With both of my siblings, I’ve always felt, somehow, light years older. It’s due, in part, to the kind of responsibility and expectation that comes with being the eldest, especially in my family. Perhaps some of it has to do with life experiences. And maybe other parts of it were born out of a certain necessity.  But for a long time now, I’ve played a particular role in our relationship. Since my parents have been out of the country for the past decade, my partner and I have been the stand-ins. We’ve been the go-to people for all kinds of life scenarios. I’m not lamenting this fact; I’m glad that we were able to be there in those moments, whether they were crises or accomplishments. I do think, however, that while playing the role of a parental stand-in, I forgot how to just be a sister.  So I expected, when we entered into this illness with my mother, that the roles would stay very much the same. And there have been moments where this dynamic persists, but I’ve found that things have begun to rearrange themselves between us; we’re finding a new kind of equilibrium. Sitting around late at night, laughing at my parents’ foibles, discussing their unflagging denial, and coming to terms with their paradoxical strangeness and familiarity has united us in a kind of solidarity.
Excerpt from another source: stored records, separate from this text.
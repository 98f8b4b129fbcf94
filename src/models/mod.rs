pub mod qr_record;
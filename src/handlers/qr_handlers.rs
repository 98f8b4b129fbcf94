use actix_web::{HttpResponse, http::header, web};
use log::warn;

use crate::errors::{QrError, Result};
use crate::models::qr_record::QrRecord;
use crate::state::app_state::AppState;
use crate::structs::qr_request::{
    CreateQrRequest, ImageParams, QrRecordResponse, UpdateQrRequest,
};
use crate::utils::render::{render_png, render_svg};

fn to_response(state: &AppState, record: QrRecord) -> QrRecordResponse {
    QrRecordResponse {
        resolve_url: state.resolve_url(&record.id),
        record,
    }
}

/// List saved dynamic QR codes, newest first
pub async fn list_qrs(app_state: web::Data<AppState>) -> Result<HttpResponse> {
    let records = app_state.qrs.list().await?;
    let body: Vec<QrRecordResponse> = records
        .into_iter()
        .map(|r| to_response(&app_state, r))
        .collect();
    Ok(HttpResponse::Ok().json(body))
}

/// Save a new dynamic QR code
pub async fn create_qr(
    app_state: web::Data<AppState>,
    web::Json(req): web::Json<CreateQrRequest>,
) -> Result<HttpResponse> {
    let record = app_state.qrs.create(req).await?;
    Ok(HttpResponse::Created().json(to_response(&app_state, record)))
}

pub async fn get_qr(
    app_state: web::Data<AppState>,
    path: web::Path<String>,
) -> Result<HttpResponse> {
    let record = app_state.qrs.get(&path.into_inner()).await?;
    Ok(HttpResponse::Ok().json(to_response(&app_state, record)))
}

pub async fn update_qr(
    app_state: web::Data<AppState>,
    path: web::Path<String>,
    web::Json(req): web::Json<UpdateQrRequest>,
) -> Result<HttpResponse> {
    let record = app_state.qrs.update(&path.into_inner(), req).await?;
    Ok(HttpResponse::Ok().json(to_response(&app_state, record)))
}

pub async fn delete_qr(
    app_state: web::Data<AppState>,
    path: web::Path<String>,
) -> Result<HttpResponse> {
    app_state.qrs.delete(&path.into_inner()).await?;
    Ok(HttpResponse::Ok().json(serde_json::json!({ "ok": true })))
}

/// Look up a record for image rendering; expired codes are gone
async fn renderable(app_state: &AppState, id: &str) -> Result<QrRecord> {
    let record = app_state.qrs.get(id).await?;
    if record.is_expired() {
        warn!("Refusing to render expired QR code {}", id);
        return Err(QrError::Expired(id.to_string()));
    }
    Ok(record)
}

fn attachment(filename: String) -> (header::HeaderName, String) {
    (
        header::CONTENT_DISPOSITION,
        format!("attachment; filename=\"{}\"", filename),
    )
}

/// SVG image encoding the resolve URL of a dynamic code
pub async fn qr_svg(
    app_state: web::Data<AppState>,
    path: web::Path<String>,
    query: web::Query<ImageParams>,
) -> Result<HttpResponse> {
    let id = path.into_inner();
    let record = renderable(&app_state, &id).await?;
    let svg = render_svg(&app_state.resolve_url(&id), &record.style)?;

    let mut res = HttpResponse::Ok();
    res.content_type("image/svg+xml");
    if query.download.unwrap_or(false) {
        res.insert_header(attachment(format!("qr-{}.svg", id)));
    }
    Ok(res.body(svg))
}

/// PNG image encoding the resolve URL, with the record's logo composited
pub async fn qr_png(
    app_state: web::Data<AppState>,
    path: web::Path<String>,
    query: web::Query<ImageParams>,
) -> Result<HttpResponse> {
    let id = path.into_inner();
    let record = renderable(&app_state, &id).await?;
    let data = app_state.resolve_url(&id);
    let style = record.style;
    let png = web::block(move || render_png(&data, &style))
        .await
        .map_err(|e| QrError::RenderFailed(e.to_string()))??;

    let mut res = HttpResponse::Ok();
    res.content_type("image/png");
    if query.download.unwrap_or(false) {
        res.insert_header(attachment(format!("qr-{}.png", id)));
    }
    Ok(res.body(png))
}
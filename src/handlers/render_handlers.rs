use actix_web::{HttpResponse, web};
use validator::Validate;

use crate::errors::{QrError, Result};
use crate::models::qr_record::QrStyle;
use crate::services::qr_service::normalize_style;
use crate::structs::qr_request::RenderQrRequest;
use crate::utils::render::render_png;

/// Render a static QR code. Nothing is stored; the payload is the content itself.
pub async fn render_static_qr(web::Json(req): web::Json<RenderQrRequest>) -> Result<HttpResponse> {
    req.validate()?;

    let defaults = QrStyle::default();
    let style = normalize_style(QrStyle {
        color_dark: req.color_dark.unwrap_or(defaults.color_dark),
        color_light: req.color_light.unwrap_or(defaults.color_light),
        size: req.size.unwrap_or(defaults.size),
        logo_data_url: req.logo_data_url.unwrap_or_default(),
        logo_size_percent: req.logo_size_percent.unwrap_or(defaults.logo_size_percent),
        logo_radius: req.logo_radius.unwrap_or(defaults.logo_radius),
    })?;

    let content = req.content;
    let png = web::block(move || render_png(&content, &style))
        .await
        .map_err(|e| QrError::RenderFailed(e.to_string()))??;

    Ok(HttpResponse::Ok().content_type("image/png").body(png))
}
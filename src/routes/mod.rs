mod routes;

pub use routes::init_routes;
pub mod no_store;
use async_trait::async_trait;

use crate::errors::Result;
use crate::models::qr_record::QrRecord;

/// Whole-collection persistence for QR records.
///
/// Records are kept in insertion order with the newest first. Callers load the
/// full collection, mutate it in memory and save it back; implementations do not
/// coordinate concurrent writers.
#[async_trait]
pub trait RecordStore: Send + Sync {
    /// Returns every stored record. A missing or unreadable collection is empty.
    async fn load_all(&self) -> Result<Vec<QrRecord>>;

    /// Replaces the stored collection with `records`.
    async fn save_all(&self, records: &[QrRecord]) -> Result<()>;
}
For now, at least, we are living in a different reality than they are and that binds us to one another. Beyond that, though, are the ways in which they have each made space for me during this time. You know, in the ways that I’ve been accustomed to making space for them—space for me to be the petulant child, the annoyed daughter, the exhausted parent, etc. We’ve begun, I think, to see each other as real people and as adults on common ground, rather than caricatures in some shared parody of a childhood. This time in our lives has been emotionally tempestuous in so many ways, but they have filled me with gratitude and affection. So, for the many ways that my brother and sister have enhanced my life with all their crazy-making, shit-starting, unwavering and big-hearted love, this is my sort of love letter to them. I’m so lucky to be their sister.